Ich habe die technischen Fehler kaum bemerkt, aber die Framerate-Einbrüche in manchen Gebieten sind störend. Trotzdem finde ich die Atmosphäre gut gelungen. Das Spiel ist solide, aber nicht ohne kleine Mängel.
Die Ladezeiten sind wirklich lang, besonders beim Wechsel zwischen Städten. Das hat mich manchmal aus dem Spiel herausgerissen. Trotzdem finde ich die Quests abwechslungsreich und die Welt großartig. Ein bisschen Optimierung wäre schön, aber das Spiel bleibt unterhaltsam.

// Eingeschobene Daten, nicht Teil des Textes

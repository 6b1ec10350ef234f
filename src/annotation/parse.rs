//! XML annotation parser.

use std::fs;
use std::io::ErrorKind;
use std::path::{Path, PathBuf};

use roxmltree::Node;

use super::model::{AnnotatedObject, AnnotationRecord, BoundingBox, ImageSize};
use crate::error::MaskpackError;

/// Parse the annotation file at `path`.
///
/// A missing file is reported as [`MaskpackError::PathResolution`], since the
/// path was derived from an image name and never checked before this point.
pub fn parse_annotation_file(path: &Path) -> Result<AnnotationRecord, MaskpackError> {
    let xml = fs::read_to_string(path).map_err(|source| match source.kind() {
        ErrorKind::NotFound => MaskpackError::PathResolution {
            path: path.to_path_buf(),
            message: "annotation file does not exist".to_string(),
        },
        _ => MaskpackError::Io(source),
    })?;
    parse_annotation_xml(&xml, path)
}

/// Parse an annotation document from a UTF-8 string.
pub fn from_annotation_str(xml: &str) -> Result<AnnotationRecord, MaskpackError> {
    parse_annotation_xml(xml, Path::new("<memory>"))
}

/// Parse an annotation document from bytes.
///
/// The input must be valid UTF-8.
pub fn from_annotation_slice(bytes: &[u8]) -> Result<AnnotationRecord, MaskpackError> {
    let xml = std::str::from_utf8(bytes).map_err(|source| MaskpackError::MalformedAnnotation {
        path: PathBuf::from("<memory>"),
        message: format!("input is not valid UTF-8: {source}"),
    })?;
    from_annotation_str(xml)
}

fn parse_annotation_xml(xml: &str, path: &Path) -> Result<AnnotationRecord, MaskpackError> {
    let document =
        roxmltree::Document::parse(xml).map_err(|source| MaskpackError::MalformedAnnotation {
            path: path.to_path_buf(),
            message: source.to_string(),
        })?;

    let annotation = document.root_element();
    if annotation.tag_name().name() != "annotation" {
        return Err(malformed(path, "missing <annotation> root element"));
    }

    let size_node = required_child_element(annotation, "size", path, "<annotation>")?;
    let width = parse_required_u32(size_node, "width", path, "<size>")?;
    let height = parse_required_u32(size_node, "height", path, "<size>")?;
    if width == 0 || height == 0 {
        return Err(malformed(
            path,
            format!("image size {width}x{height} must be non-zero"),
        ));
    }
    let size = ImageSize::new(width, height);

    // A lone <object> and a run of them both come out of this loop as a
    // sequence, in document order.
    let mut objects = Vec::new();
    for (idx, object) in annotation
        .children()
        .filter(|node| node.is_element() && node.tag_name().name() == "object")
        .enumerate()
    {
        let name = required_child_text(object, "name", path, "<object>")?;
        let bndbox = required_child_element(object, "bndbox", path, "<object>")?;

        let bbox = BoundingBox::new(
            parse_required_u32(bndbox, "xmin", path, "<bndbox>")?,
            parse_required_u32(bndbox, "ymin", path, "<bndbox>")?,
            parse_required_u32(bndbox, "xmax", path, "<bndbox>")?,
            parse_required_u32(bndbox, "ymax", path, "<bndbox>")?,
        );

        if !bbox.fits(size) {
            return Err(malformed(
                path,
                format!(
                    "object {idx} ('{name}') box ({}, {}, {}, {}) must satisfy 0 <= xmin < xmax <= {width} and 0 <= ymin < ymax <= {height}",
                    bbox.xmin, bbox.ymin, bbox.xmax, bbox.ymax
                ),
            ));
        }

        objects.push(AnnotatedObject::new(name, bbox));
    }

    Ok(AnnotationRecord { size, objects })
}

fn malformed(path: &Path, message: impl Into<String>) -> MaskpackError {
    MaskpackError::MalformedAnnotation {
        path: path.to_path_buf(),
        message: message.into(),
    }
}

fn required_child_element<'a, 'input>(
    node: Node<'a, 'input>,
    tag: &str,
    path: &Path,
    context: &str,
) -> Result<Node<'a, 'input>, MaskpackError> {
    child_element(node, tag).ok_or_else(|| malformed(path, format!("missing <{tag}> in {context}")))
}

fn required_child_text(
    node: Node<'_, '_>,
    tag: &str,
    path: &Path,
    context: &str,
) -> Result<String, MaskpackError> {
    optional_child_text(node, tag)
        .ok_or_else(|| malformed(path, format!("missing <{tag}> in {context}")))
}

fn parse_required_u32(
    node: Node<'_, '_>,
    tag: &str,
    path: &Path,
    context: &str,
) -> Result<u32, MaskpackError> {
    let raw = required_child_text(node, tag, path, context)?;
    raw.parse::<u32>().map_err(|_| {
        malformed(
            path,
            format!("invalid <{tag}> value '{raw}' in {context}; expected non-negative integer"),
        )
    })
}

fn child_element<'a, 'input>(node: Node<'a, 'input>, tag: &str) -> Option<Node<'a, 'input>> {
    node.children()
        .find(|child| child.is_element() && child.tag_name().name() == tag)
}

fn optional_child_text(node: Node<'_, '_>, tag: &str) -> Option<String> {
    child_element(node, tag)
        .and_then(|child| child.text())
        .map(str::trim)
        .filter(|text| !text.is_empty())
        .map(ToOwned::to_owned)
}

Der hohe Schwierigkeitsgrad macht das Spiel für mich zu frustrierend, besonders wenn man auf unerwartete Gegner trifft. Außerdem fehlt mir der Eindruck, dass genügend Inhalt vorhanden ist – die Hauptquests enden relativ früh, und die Nebenmissionen sind oft kurz. Die technischen Fehler und Framerate-Einbrüche verschärfen das Problem. Ich hätte mir mehr Balance und mehr Inhalte gewünscht.